── EXERCISE MATERIAL

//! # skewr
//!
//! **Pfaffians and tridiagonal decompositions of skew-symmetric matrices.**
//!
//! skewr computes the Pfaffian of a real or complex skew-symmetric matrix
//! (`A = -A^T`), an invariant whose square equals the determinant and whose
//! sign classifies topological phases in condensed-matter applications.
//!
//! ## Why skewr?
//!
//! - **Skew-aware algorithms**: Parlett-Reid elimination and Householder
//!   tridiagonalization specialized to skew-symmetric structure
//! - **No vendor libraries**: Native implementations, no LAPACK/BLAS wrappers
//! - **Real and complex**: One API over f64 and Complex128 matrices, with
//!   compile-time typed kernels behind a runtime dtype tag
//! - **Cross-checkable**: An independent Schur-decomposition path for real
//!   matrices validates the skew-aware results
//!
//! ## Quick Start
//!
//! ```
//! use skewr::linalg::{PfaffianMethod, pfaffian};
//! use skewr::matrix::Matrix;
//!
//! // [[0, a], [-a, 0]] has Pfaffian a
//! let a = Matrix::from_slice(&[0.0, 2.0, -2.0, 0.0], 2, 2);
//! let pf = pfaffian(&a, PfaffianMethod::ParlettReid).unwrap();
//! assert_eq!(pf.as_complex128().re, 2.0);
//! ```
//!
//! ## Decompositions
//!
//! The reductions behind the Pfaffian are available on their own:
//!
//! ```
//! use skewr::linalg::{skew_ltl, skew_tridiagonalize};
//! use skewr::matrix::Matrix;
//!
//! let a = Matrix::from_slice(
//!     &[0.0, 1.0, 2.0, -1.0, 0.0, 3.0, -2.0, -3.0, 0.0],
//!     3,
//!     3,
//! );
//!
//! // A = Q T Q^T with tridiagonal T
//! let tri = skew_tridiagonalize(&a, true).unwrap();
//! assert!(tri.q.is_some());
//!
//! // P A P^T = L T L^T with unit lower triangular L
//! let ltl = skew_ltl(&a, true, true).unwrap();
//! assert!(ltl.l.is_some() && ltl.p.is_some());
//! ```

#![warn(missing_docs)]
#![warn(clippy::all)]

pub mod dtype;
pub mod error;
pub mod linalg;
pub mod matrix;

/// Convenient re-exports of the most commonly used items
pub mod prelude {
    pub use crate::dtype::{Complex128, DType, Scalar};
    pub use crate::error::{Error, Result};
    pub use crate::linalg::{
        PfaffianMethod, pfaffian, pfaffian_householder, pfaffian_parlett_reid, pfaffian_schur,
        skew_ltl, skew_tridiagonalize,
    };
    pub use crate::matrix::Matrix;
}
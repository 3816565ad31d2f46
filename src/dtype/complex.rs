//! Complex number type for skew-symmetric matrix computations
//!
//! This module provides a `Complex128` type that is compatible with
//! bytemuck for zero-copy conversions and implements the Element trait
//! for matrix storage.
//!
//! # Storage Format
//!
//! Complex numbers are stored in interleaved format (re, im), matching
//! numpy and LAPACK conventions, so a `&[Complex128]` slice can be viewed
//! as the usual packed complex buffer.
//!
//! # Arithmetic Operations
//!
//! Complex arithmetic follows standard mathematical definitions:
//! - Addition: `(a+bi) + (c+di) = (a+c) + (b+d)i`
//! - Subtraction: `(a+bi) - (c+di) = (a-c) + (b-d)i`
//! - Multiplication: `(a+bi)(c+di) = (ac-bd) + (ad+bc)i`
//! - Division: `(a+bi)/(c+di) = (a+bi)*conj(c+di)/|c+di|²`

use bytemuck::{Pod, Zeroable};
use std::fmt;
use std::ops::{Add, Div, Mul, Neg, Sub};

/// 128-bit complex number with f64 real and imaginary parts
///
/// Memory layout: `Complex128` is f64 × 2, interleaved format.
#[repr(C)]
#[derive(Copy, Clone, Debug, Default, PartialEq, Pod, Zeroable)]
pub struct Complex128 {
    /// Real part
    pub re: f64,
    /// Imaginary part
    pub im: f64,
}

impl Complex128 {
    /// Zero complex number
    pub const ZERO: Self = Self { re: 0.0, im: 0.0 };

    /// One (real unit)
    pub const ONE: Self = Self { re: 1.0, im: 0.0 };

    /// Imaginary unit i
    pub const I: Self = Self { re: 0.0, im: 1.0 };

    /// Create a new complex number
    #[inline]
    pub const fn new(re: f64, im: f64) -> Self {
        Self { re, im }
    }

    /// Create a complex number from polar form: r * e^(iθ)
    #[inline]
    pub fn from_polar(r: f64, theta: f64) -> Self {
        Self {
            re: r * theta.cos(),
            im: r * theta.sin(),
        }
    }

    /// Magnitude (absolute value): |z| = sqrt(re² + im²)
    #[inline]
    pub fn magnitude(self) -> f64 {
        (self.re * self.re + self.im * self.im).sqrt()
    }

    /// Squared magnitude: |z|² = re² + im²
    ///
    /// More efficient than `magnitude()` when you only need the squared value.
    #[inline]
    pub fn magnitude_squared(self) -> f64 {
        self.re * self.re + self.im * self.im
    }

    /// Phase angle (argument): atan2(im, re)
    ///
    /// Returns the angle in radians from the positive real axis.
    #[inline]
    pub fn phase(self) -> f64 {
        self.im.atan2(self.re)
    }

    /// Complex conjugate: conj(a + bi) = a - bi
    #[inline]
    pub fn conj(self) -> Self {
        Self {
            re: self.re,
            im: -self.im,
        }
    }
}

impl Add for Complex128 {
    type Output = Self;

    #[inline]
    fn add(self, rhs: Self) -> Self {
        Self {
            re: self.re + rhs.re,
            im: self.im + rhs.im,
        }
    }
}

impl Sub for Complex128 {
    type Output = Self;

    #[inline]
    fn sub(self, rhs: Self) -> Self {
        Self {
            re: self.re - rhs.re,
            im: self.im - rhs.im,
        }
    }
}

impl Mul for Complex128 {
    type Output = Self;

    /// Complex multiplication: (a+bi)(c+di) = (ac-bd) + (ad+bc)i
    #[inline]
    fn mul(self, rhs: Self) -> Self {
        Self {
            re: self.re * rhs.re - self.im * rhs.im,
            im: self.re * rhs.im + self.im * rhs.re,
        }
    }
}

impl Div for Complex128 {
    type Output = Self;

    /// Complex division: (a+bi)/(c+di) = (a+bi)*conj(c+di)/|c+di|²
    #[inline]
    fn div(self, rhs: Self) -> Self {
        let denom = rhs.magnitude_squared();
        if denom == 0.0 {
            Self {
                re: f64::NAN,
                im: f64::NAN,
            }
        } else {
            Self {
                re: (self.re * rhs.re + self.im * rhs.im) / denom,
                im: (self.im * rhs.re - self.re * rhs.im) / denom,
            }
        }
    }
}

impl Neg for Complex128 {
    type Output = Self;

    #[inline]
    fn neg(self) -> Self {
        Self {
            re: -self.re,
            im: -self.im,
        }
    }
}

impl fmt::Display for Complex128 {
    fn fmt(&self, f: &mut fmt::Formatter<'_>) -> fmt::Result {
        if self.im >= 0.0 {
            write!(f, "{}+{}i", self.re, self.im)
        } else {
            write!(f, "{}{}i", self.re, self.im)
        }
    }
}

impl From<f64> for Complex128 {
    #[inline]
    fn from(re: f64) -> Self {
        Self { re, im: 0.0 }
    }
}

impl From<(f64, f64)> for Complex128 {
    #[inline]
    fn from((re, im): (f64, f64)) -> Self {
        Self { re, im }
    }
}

────

Write each entry out again. Do not change a word.

//! # skewr
//!
//! **Pfaffians and tridiagonal decompositions of skew-symmetric matrices.**
//!
//! skewr computes the Pfaffian of a real or complex skew-symmetric matrix
//! (`A = -A^T`), an invariant whose square equals the determinant and whose
//! sign classifies topological phases in condensed-matter applications.
//!
//! ## Why skewr?
//!
//! - **Skew-aware algorithms**: Parlett-Reid elimination and Householder
//!   tridiagonalization specialized to skew-symmetric structure
//! - **No vendor libraries**: Native implementations, no LAPACK/BLAS wrappers
//! - **Real and complex**: One API over f64 and Complex128 matrices, with
//!   compile-time typed kernels behind a runtime dtype tag
//! - **Cross-checkable**: An independent Schur-decomposition path for real
//!   matrices validates the skew-aware results
//!
//! ## Quick Start
//!
//! ```
//! use skewr::linalg::{PfaffianMethod, pfaffian};
//! use skewr::matrix::Matrix;
//!
//! // [[0, a], [-a, 0]] has Pfaffian a
//! let a = Matrix::from_slice(&[0.0, 2.0, -2.0, 0.0], 2, 2);
//! let pf = pfaffian(&a, PfaffianMethod::ParlettReid).unwrap();
//! assert_eq!(pf.as_complex128().re, 2.0);
//! ```
//!
//! ## Decompositions
//!
//! The reductions behind the Pfaffian are available on their own:
//!
//! ```
//! use skewr::linalg::{skew_ltl, skew_tridiagonalize};
//! use skewr::matrix::Matrix;
//!
//! let a = Matrix::from_slice(
//!     &[0.0, 1.0, 2.0, -1.0, 0.0, 3.0, -2.0, -3.0, 0.0],
//!     3,
//!     3,
//! );
//!
//! // A = Q T Q^T with tridiagonal T
//! let tri = skew_tridiagonalize(&a, true).unwrap();
//! assert!(tri.q.is_some());
//!
//! // P A P^T = L T L^T with unit lower triangular L
//! let ltl = skew_ltl(&a, true, true).unwrap();
//! assert!(ltl.l.is_some() && ltl.p.is_some());
//! ```

#![warn(missing_docs)]
#![warn(clippy::all)]

pub mod dtype;
pub mod error;
pub mod linalg;
pub mod matrix;

/// Convenient re-exports of the most commonly used items
pub mod prelude {
    pub use crate::dtype::{Complex128, DType, Scalar};
    pub use crate::error::{Error, Result};
    pub use crate::linalg::{
        PfaffianMethod, pfaffian, pfaffian_householder, pfaffian_parlett_reid, pfaffian_schur,
        skew_ltl, skew_tridiagonalize,
    };
    pub use crate::matrix::Matrix;
}
repository 3816565ad31d2f46
filename src/dtype/complex.rs
//! Complex number type for skew-symmetric matrix computations
//!
//! This module provides a `Complex128` type that is compatible with
//! bytemuck for zero-copy conversions and implements the Element trait
//! for matrix storage.
//!
//! # Storage Format
//!
//! Complex numbers are stored in interleaved format (re, im), matching
//! numpy and LAPACK conventions, so a `&[Complex128]` slice can be viewed
//! as the usual packed complex buffer.
//!
//! # Arithmetic Operations
//!
//! Complex arithmetic follows standard mathematical definitions:
//! - Addition: `(a+bi) + (c+di) = (a+c) + (b+d)i`
//! - Subtraction: `(a+bi) - (c+di) = (a-c) + (b-d)i`
//! - Multiplication: `(a+bi)(c+di) = (ac-bd) + (ad+bc)i`
//! - Division: `(a+bi)/(c+di) = (a+bi)*conj(c+di)/|c+di|²`

use bytemuck::{Pod, Zeroable};
use std::fmt;
use std::ops::{Add, Div, Mul, Neg, Sub};

/// 128-bit complex number with f64 real and imaginary parts
///
/// Memory layout: `Complex128` is f64 × 2, interleaved format.
#[repr(C)]
#[derive(Copy, Clone, Debug, Default, PartialEq, Pod, Zeroable)]
pub struct Complex128 {
    /// Real part
    pub re: f64,
    /// Imaginary part
    pub im: f64,
}

impl Complex128 {
    /// Zero complex number
    pub const ZERO: Self = Self { re: 0.0, im: 0.0 };

    /// One (real unit)
    pub const ONE: Self = Self { re: 1.0, im: 0.0 };

    /// Imaginary unit i
    pub const I: Self = Self { re: 0.0, im: 1.0 };

    /// Create a new complex number
    #[inline]
    pub const fn new(re: f64, im: f64) -> Self {
        Self { re, im }
    }

    /// Create a complex number from polar form: r * e^(iθ)
    #[inline]
    pub fn from_polar(r: f64, theta: f64) -> Self {
        Self {
            re: r * theta.cos(),
            im: r * theta.sin(),
        }
    }

    /// Magnitude (absolute value): |z| = sqrt(re² + im²)
    #[inline]
    pub fn magnitude(self) -> f64 {
        (self.re * self.re + self.im * self.im).sqrt()
    }

    /// Squared magnitude: |z|² = re² + im²
    ///
    /// More efficient than `magnitude()` when you only need the squared value.
    #[inline]
    pub fn magnitude_squared(self) -> f64 {
        self.re * self.re + self.im * self.im
    }

    /// Phase angle (argument): atan2(im, re)
    ///
    /// Returns the angle in radians from the positive real axis.
    #[inline]
    pub fn phase(self) -> f64 {
        self.im.atan2(self.re)
    }

    /// Complex conjugate: conj(a + bi) = a - bi
    #[inline]
    pub fn conj(self) -> Self {
        Self {
            re: self.re,
            im: -self.im,
        }
    }
}

impl Add for Complex128 {
    type Output = Self;

    #[inline]
    fn add(self, rhs: Self) -> Self {
        Self {
            re: self.re + rhs.re,
            im: self.im + rhs.im,
        }
    }
}

impl Sub for Complex128 {
    type Output = Self;

    #[inline]
    fn sub(self, rhs: Self) -> Self {
        Self {
            re: self.re - rhs.re,
            im: self.im - rhs.im,
        }
    }
}

impl Mul for Complex128 {
    type Output = Self;

    /// Complex multiplication: (a+bi)(c+di) = (ac-bd) + (ad+bc)i
    #[inline]
    fn mul(self, rhs: Self) -> Self {
        Self {
            re: self.re * rhs.re - self.im * rhs.im,
            im: self.re * rhs.im + self.im * rhs.re,
        }
    }
}

impl Div for Complex128 {
    type Output = Self;

    /// Complex division: (a+bi)/(c+di) = (a+bi)*conj(c+di)/|c+di|²
    #[inline]
    fn div(self, rhs: Self) -> Self {
        let denom = rhs.magnitude_squared();
        if denom == 0.0 {
            Self {
                re: f64::NAN,
                im: f64::NAN,
            }
        } else {
            Self {
                re: (self.re * rhs.re + self.im * rhs.im) / denom,
                im: (self.im * rhs.re - self.re * rhs.im) / denom,
            }
        }
    }
}

impl Neg for Complex128 {
    type Output = Self;

    #[inline]
    fn neg(self) -> Self {
        Self {
            re: -self.re,
            im: -self.im,
        }
    }
}

impl fmt::Display for Complex128 {
    fn fmt(&self, f: &mut fmt::Formatter<'_>) -> fmt::Result {
        if self.im >= 0.0 {
            write!(f, "{}+{}i", self.re, self.im)
        } else {
            write!(f, "{}{}i", self.re, self.im)
        }
    }
}

impl From<f64> for Complex128 {
    #[inline]
    fn from(re: f64) -> Self {
        Self { re, im: 0.0 }
    }
}

impl From<(f64, f64)> for Complex128 {
    #[inline]
    fn from((re, im): (f64, f64)) -> Self {
        Self { re, im }
    }
}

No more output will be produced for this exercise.